In 1994, she was the laureate in the theatre category for the Paszport Polityki award in its second year of operation.
In 1997, her abilities were recognised when she became the director of Poland's most important theatre, the National Stary Theatre, which was founded in 1781. Her term there was difficult and within a year she left at the request of the actors.
At the beginning of 1999, she was in Wrocław working in the "Teatr Współczesny" (contemporary theatre), and organising the "Dialog Theatre festival". In 2000, she directed "Family Situations" by Biljana Srbljanović; the following year she directed "Bulwar Comedy" by Oliver Bukowski. Later plays she directed were by Tadeusz Miciński and Juliusz Słowacki.
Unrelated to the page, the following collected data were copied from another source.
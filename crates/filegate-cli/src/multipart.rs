//! Reading `multipart/form-data` upload bodies

use crate::error::{ApiError, ErrorCode};
use axum::extract::multipart::{Multipart, MultipartError};
use axum::http::StatusCode;
use bytes::BytesMut;
use filegate_core::{validate_filename, NamingMode, UploadPart};
use tracing::debug;

/// Form field carrying the uploaded files
pub const FILES_FIELD: &str = "files";

/// Per-request upload bounds
#[derive(Clone, Copy, Debug, PartialEq, Eq)]
pub struct UploadLimits {
    /// Most file parts accepted in one request
    pub max_parts: usize,
    /// Largest single part, in bytes
    pub max_part_size: usize,
}

/// Collect every `files` part into memory, in request order.
///
/// Other form fields are drained and ignored. When names are preserved, each
/// filename is checked before any of its content is read.
pub async fn read_upload_parts(
    multipart: &mut Multipart,
    limits: UploadLimits,
    mode: NamingMode,
) -> Result<Vec<UploadPart>, ApiError> {
    let mut parts = Vec::new();

    while let Some(mut field) = multipart.next_field().await.map_err(multipart_error)? {
        if field.name() != Some(FILES_FIELD) {
            debug!(field = ?field.name(), "Skipping non-file form field");
            continue;
        }

        if parts.len() == limits.max_parts {
            return Err(ApiError::new(
                ErrorCode::TooManyParts,
                format!("At most {} files may be uploaded at once", limits.max_parts),
            ));
        }

        let filename = match field.file_name() {
            Some(name) if !name.is_empty() => name.to_string(),
            _ => {
                return Err(ApiError::new(
                    ErrorCode::InvalidArgument,
                    "Each file part must carry a filename",
                ))
            }
        };
        if mode == NamingMode::Preserve {
            validate_filename(&filename)?;
        }

        let mut data = BytesMut::new();
        while let Some(chunk) = field.chunk().await.map_err(multipart_error)? {
            if data.len() + chunk.len() > limits.max_part_size {
                return Err(ApiError::new(
                    ErrorCode::EntityTooLarge,
                    format!("File {} exceeds the {} byte limit", filename, limits.max_part_size),
                ));
            }
            data.extend_from_slice(&chunk);
        }

        debug!(filename = %filename, size = data.len(), "Read upload part");
        parts.push(UploadPart::new(filename, data.freeze()));
    }

    Ok(parts)
}

/// Map a multipart parsing failure onto an API error
pub fn multipart_error(err: MultipartError) -> ApiError {
    let code = if err.status() == StatusCode::PAYLOAD_TOO_LARGE {
        ErrorCode::EntityTooLarge
    } else {
        ErrorCode::InvalidArgument
    };
    ApiError::new(code, err.body_text())
}
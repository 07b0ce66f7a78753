//! Runtime-selected object store

use crate::{ListPage, MemoryObjectStore, ObjectMeta, ObjectStore, Result, S3Config, S3ObjectStore};
use crate::StoredObject;
use async_trait::async_trait;
use bytes::Bytes;
use tracing::info;

/// Object store chosen at startup: S3 in production, memory for development
#[derive(Clone)]
pub enum FlexibleObjectStore {
    /// S3 or an S3-compatible service
    S3(S3ObjectStore),
    /// In-memory storage (data is lost on restart)
    Memory(MemoryObjectStore),
}

impl FlexibleObjectStore {
    /// Connect to S3 with the given settings
    pub async fn s3(config: S3Config) -> Result<Self> {
        let store = S3ObjectStore::new(config).await?;
        info!(bucket = %store.bucket(), "Using S3 object store");
        Ok(Self::S3(store))
    }

    /// Process-local storage
    pub fn memory(page_size: usize) -> Self {
        Self::Memory(MemoryObjectStore::with_page_size(page_size))
    }

    /// Check if objects outlive the process
    pub fn is_persistent(&self) -> bool {
        matches!(self, Self::S3(_))
    }
}

#[async_trait]
impl ObjectStore for FlexibleObjectStore {
    async fn put_object(&self, key: &str, data: Bytes, meta: ObjectMeta) -> Result<()> {
        match self {
            Self::S3(store) => store.put_object(key, data, meta).await,
            Self::Memory(store) => store.put_object(key, data, meta).await,
        }
    }

    async fn get_object(&self, key: &str) -> Result<StoredObject> {
        match self {
            Self::S3(store) => store.get_object(key).await,
            Self::Memory(store) => store.get_object(key).await,
        }
    }

    async fn delete_object(&self, key: &str) -> Result<()> {
        match self {
            Self::S3(store) => store.delete_object(key).await,
            Self::Memory(store) => store.delete_object(key).await,
        }
    }

    async fn list_objects(&self, prefix: &str, continuation: Option<&str>) -> Result<ListPage> {
        match self {
            Self::S3(store) => store.list_objects(prefix, continuation).await,
            Self::Memory(store) => store.list_objects(prefix, continuation).await,
        }
    }

    async fn delete_objects(&self, keys: &[String]) -> Result<()> {
        match self {
            Self::S3(store) => store.delete_objects(keys).await,
            Self::Memory(store) => store.delete_objects(keys).await,
        }
    }
}
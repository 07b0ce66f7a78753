//! Storage key construction
//!
//! Maps a directory and a client-supplied filename to the key an object is
//! stored under, optionally replacing the filename with a random identifier,
//! and infers the content type from the resulting name.

use crate::{CoreError, Result};
use filegate_store::OCTET_STREAM;
use std::fmt;
use uuid::Uuid;

/// Separator between directory and filename in a key
pub const SEPARATOR: char = '/';

/// How the stored filename is chosen on upload
#[derive(Clone, Copy, Debug, Default, PartialEq, Eq)]
pub enum NamingMode {
    /// Keep the client-supplied filename
    #[default]
    Preserve,
    /// Replace the base name with a random identifier, keeping the extension
    Generate,
}

impl NamingMode {
    pub fn from_flag(generate: bool) -> Self {
        if generate {
            Self::Generate
        } else {
            Self::Preserve
        }
    }
}

/// The fully-qualified location of an object: `directory/filename`
#[derive(Clone, Debug, PartialEq, Eq, Hash)]
pub struct StorageKey {
    directory: String,
    filename: String,
}

impl StorageKey {
    /// Validate both parts and build a key.
    ///
    /// Nothing is rewritten: inputs containing traversal segments, empty
    /// segments, backslashes or control characters are rejected.
    pub fn new(directory: impl Into<String>, filename: impl Into<String>) -> Result<Self> {
        let directory = directory.into();
        let filename = filename.into();
        validate_directory(&directory)?;
        validate_filename(&filename)?;
        Ok(Self { directory, filename })
    }

    pub fn directory(&self) -> &str {
        &self.directory
    }

    pub fn filename(&self) -> &str {
        &self.filename
    }
}

impl fmt::Display for StorageKey {
    fn fmt(&self, f: &mut fmt::Formatter<'_>) -> fmt::Result {
        write!(f, "{}{}{}", self.directory, SEPARATOR, self.filename)
    }
}

/// A key together with the content type inferred for it
#[derive(Clone, Debug, PartialEq, Eq)]
pub struct BuiltKey {
    pub key: StorageKey,
    pub content_type: String,
}

/// Build the storage key for an upload.
///
/// In [`NamingMode::Generate`] the filename becomes a fresh UUID followed by
/// the original extension. Collisions are not checked for.
pub fn build_key(directory: &str, filename: &str, mode: NamingMode) -> Result<BuiltKey> {
    if filename.trim().is_empty() {
        return Err(invalid_filename(filename, "filename is empty"));
    }

    let effective = match mode {
        NamingMode::Preserve => filename.to_string(),
        NamingMode::Generate => generated_name(filename),
    };

    let content_type = content_type_for(&effective);
    let key = StorageKey::new(directory, effective)?;

    Ok(BuiltKey { key, content_type })
}

/// Extension of `filename` including the leading dot, or `""` if it has none
pub fn extension_of(filename: &str) -> &str {
    filename.rfind('.').map_or("", |idx| &filename[idx..])
}

/// A random filename carrying the extension of `filename`
pub fn generated_name(filename: &str) -> String {
    format!("{}{}", Uuid::new_v4(), extension_of(filename))
}

/// Best-effort content type from the filename alone (no content sniffing)
pub fn content_type_for(filename: &str) -> String {
    mime_guess::from_path(filename)
        .first()
        .map(|mime| mime.essence_str().to_string())
        .unwrap_or_else(|| OCTET_STREAM.to_string())
}

/// Listing prefix for a folder: the folder name with exactly one trailing separator
pub fn folder_prefix(folder: &str) -> Result<String> {
    let trimmed = folder.strip_suffix(SEPARATOR).unwrap_or(folder);
    validate_directory(trimmed)?;
    Ok(format!("{}{}", trimmed, SEPARATOR))
}

/// Reject empty, relative (`.`/`..`) or malformed directory paths
pub fn validate_directory(directory: &str) -> Result<()> {
    let reject = |reason| {
        Err(CoreError::InvalidDirectory {
            directory: directory.to_string(),
            reason,
        })
    };

    if directory.trim().is_empty() {
        return reject("directory is empty");
    }
    if directory.contains('\\') || directory.chars().any(char::is_control) {
        return reject("directory contains forbidden characters");
    }
    for segment in directory.split(SEPARATOR) {
        if segment.trim().is_empty() {
            return reject("directory contains an empty segment");
        }
        if segment == "." || segment == ".." {
            return reject("directory contains a relative segment");
        }
    }
    Ok(())
}

/// Reject filenames that could escape their directory or are otherwise unusable
pub fn validate_filename(filename: &str) -> Result<()> {
    if filename.trim().is_empty() {
        return Err(invalid_filename(filename, "filename is empty"));
    }
    if filename.contains(SEPARATOR) || filename.contains('\\') {
        return Err(invalid_filename(filename, "filename contains a path separator"));
    }
    if filename.chars().any(char::is_control) {
        return Err(invalid_filename(filename, "filename contains control characters"));
    }
    if filename == "." || filename == ".." {
        return Err(invalid_filename(filename, "filename is a relative path"));
    }
    Ok(())
}

fn invalid_filename(filename: &str, reason: &'static str) -> CoreError {
    CoreError::InvalidFilename {
        filename: filename.to_string(),
        reason,
    }
}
She was a member of the judging team to find the leading theatre director for the European Theatre Awards which are held annually in Taormina.

==Awards==
Meissner was awarded the Goethe Medal in 2014, for fostering a strong presence of German theatre in Poland as well as leading the discovery of Eastern European theatre in Western Europe.

She received the Zasłużony Działacz Kultury award, the Knight's Cross of the Order for Merits to Lithuania in 2016 and the Officer's Cross of the Order of Polonia Restituta in 2005. In 2016, she was given the gold medal for Merit to Culture – Gloria Artis.

==Death==
She died on 20 February 2022, aged 88.